(Saved data entries)
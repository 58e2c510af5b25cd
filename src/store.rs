//! Page State Stores
//!
//! Uses Leptos reactive_stores for the mail page, plus the busy guard
//! shared by long-running actions.

use leptos::prelude::*;
use reactive_stores::Store;

use crate::models::Email;
use crate::state::{ComposeForm, MailView};

/// Mail page state with field-level reactivity
#[derive(Clone, Debug, Default, Store)]
pub struct MailState {
    /// Which panel is shown
    pub view: MailView,
    /// Cards of the listed mailbox
    pub emails: Vec<Email>,
    /// Email being read; `None` while it loads
    pub open_email: Option<Email>,
    pub compose: ComposeForm,
}

/// Type alias for the store
pub type MailStore = Store<MailState>;

/// Get the mail store from context
pub fn use_mail_store() -> MailStore {
    expect_context::<MailStore>()
}

/// Holds a busy flag for as long as it lives.
///
/// `acquire` refuses while the flag is already set, so a second trigger
/// during a request is ignored. Dropping the guard clears the flag on
/// every path out of the action.
pub struct BusyGuard {
    busy: RwSignal<bool>,
}

impl BusyGuard {
    pub fn acquire(busy: RwSignal<bool>) -> Option<Self> {
        if busy.get_untracked() {
            return None;
        }
        busy.set(true);
        Some(Self { busy })
    }
}

impl Drop for BusyGuard {
    fn drop(&mut self) {
        self.busy.set(false);
    }
}

#[cfg(test)]
mod tests {
    use super::*;

    #[test]
    fn test_busy_guard_blocks_second_trigger() {
        let busy = RwSignal::new(false);
        {
            let _guard = BusyGuard::acquire(busy).unwrap();
            assert!(busy.get_untracked());
            assert!(BusyGuard::acquire(busy).is_none());
        }
        assert!(!busy.get_untracked());
    }

    #[test]
    fn test_busy_guard_released_on_early_return() {
        fn action(busy: RwSignal<bool>, fail: bool) -> Result<(), &'static str> {
            let _guard = BusyGuard::acquire(busy).ok_or("busy")?;
            if fail {
                return Err("failed");
            }
            Ok(())
        }

        let busy = RwSignal::new(false);
        assert_eq!(action(busy, true), Err("failed"));
        assert!(!busy.get_untracked());
        assert_eq!(action(busy, false), Ok(()));
        assert!(!busy.get_untracked());
    }

    #[test]
    fn test_mail_state_defaults_to_inbox() {
        let state = MailState::default();
        assert_eq!(state.view, MailView::default());
        assert!(state.open_email.is_none());
        assert_eq!(state.compose, ComposeForm::default());
    }
}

What the exercise asks
Look through the records and gather each line with the word "failed".

Reply
                return Err("failed");
        assert_eq!(action(busy, true), Err("failed"));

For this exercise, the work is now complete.